This repository contains a data pipeline for processing medical imaging data. It includes modules for anonymizing DICOM files, encrypting patient IDs, extracting metadata, and processing the data. Additionally, the data pipeline offers flexibility and extensibility, allowing users to customize and expand its functionality according to specific project requirements. With a focus on scalability and performance optimization, the pipeline is capable of handling large volumes of medical imaging data efficiently. Its modular design fosters modularity and code reusability, promoting ease of maintenance and future enhancements.
Below are the key functionalities encapsulated within the pipeline:
-
Anonymization Module: This module is responsible for anonymizing DICOM files, ensuring the removal of sensitive patient-related information while adhering to regulatory compliance standards. It sanitizes the data by eliminating identifiable attributes, thereby safeguarding patient privacy.
-
Encryption Module: The encryption module adds an extra layer of security by encrypting patient IDs, thus enhancing data protection measures. By encrypting sensitive identifiers, the module ensures that patient information remains confidential and inaccessible to unauthorized parties.
-
Metadata Extraction: This module facilitates the extraction of metadata from DICOM files, enabling users to access valuable information embedded within the imaging data.

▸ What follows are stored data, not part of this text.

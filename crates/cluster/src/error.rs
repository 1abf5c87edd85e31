// SPDX-License-Identifier: MIT

use thiserror::Error;

#[derive(Debug, Error)]
pub enum ClusterError {
    #[error("a daemon named {0:?} is already published with a fresh heartbeat")]
    NameClaimed(String),

    #[error("cluster directory error: {source}")]
    Io {
        #[source]
        source: std::io::Error,
    },

    #[error("malformed peer snapshot: {0}")]
    CorruptSnapshot(#[from] serde_json::Error),
}

impl From<std::io::Error> for ClusterError {
    fn from(source: std::io::Error) -> Self {
        Self::Io { source }
    }
}

pub type Result<T> = std::result::Result<T, ClusterError>;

It parses the DICOM headers to retrieve essential metadata attributes, providing insights into the imaging parameters and acquisition details.
-
Data Processing: The data processing module orchestrates the sequential execution of various operations, including preprocessing, analysis, and transformation of medical imaging data. It streamlines the processing pipeline, enabling seamless integration of diverse data processing tasks.

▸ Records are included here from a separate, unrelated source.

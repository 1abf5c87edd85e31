// SPDX-License-Identifier: MIT

//! Error type carrying a process exit code, so commands return it
//! instead of calling `std::process::exit()` directly. Exit codes: 0
//! clean, 1 user-input error, 2 system/daemon-connect failure.

use std::fmt;

#[derive(Debug)]
pub struct ExitError {
    pub code: i32,
    pub message: String,
}

impl ExitError {
    pub fn new(code: i32, message: impl Into<String>) -> Self {
        Self { code, message: message.into() }
    }

    pub fn bad_input(message: impl Into<String>) -> Self {
        Self::new(1, message)
    }

    pub fn fatal(message: impl Into<String>) -> Self {
        Self::new(2, message)
    }
}

impl fmt::Display for ExitError {
    fn fmt(&self, f: &mut fmt::Formatter<'_>) -> fmt::Result {
        write!(f, "{}", self.message)
    }
}

impl std::error::Error for ExitError {}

Encompassing these modules, the data pipeline provides a robust framework for effectively managing medical imaging data. Whether it involves anonymizing patient information, encrypting identifiers, extracting metadata, or processing imaging data, the pipeline offers a versatile solution tailored to meet the intricate demands of medical and biomedical imaging workflows (10.1007/s10278-021-00522-6). With its modular architecture, the pipeline facilitates seamless integration into existing healthcare systems and can be customized to accommodate specific use cases and requirements.
identifier.py
: This script processes DICOM files in the "checking" folder by extracting the SOP Instance UID and comparing it to files in the "raw" folder. If a match is found, it renames the file with the corresponding Anonymized Patient ID and moves it to the "identified" folder.anonymizer.py
: Module for anonymizing DICOM files by removing patient-related information and renaming them according to a specified format.encryption.py
: Module for encrypting patient IDs.extractor.py
: Module for extracting metadata from DICOM files.main.py
: Main script for executing the data processing pipeline.processor.py
: Module for processing medical imaging data.
To use the data pipeline, follow these steps:
- Clone the repository:
git clone https://github.com/MIMBCD-UI/data-pipeline.git
- Install the required dependencies by creating a virtual environment and installing the packages listed in
requirements.txt
:
cd data-pipeline
pip3 install -r requirements.txt
- Run the main script to execute the data processing pipeline:
python3 src/main.py
This section details the scripts involved in processing DICOM files within the MIMBCD-UI data pipeline. These scripts are responsible for handling various aspects of anonymization, metadata extraction, and file validation, ensuring the integrity and consistency of medical imaging data.
The data post-processing curation involves a series of steps to verify, anonymize, and validate DICOM files. Inside the curation/
folder of the dataset-multimodal-breast
repository, containing DICOM files at different stages of processing.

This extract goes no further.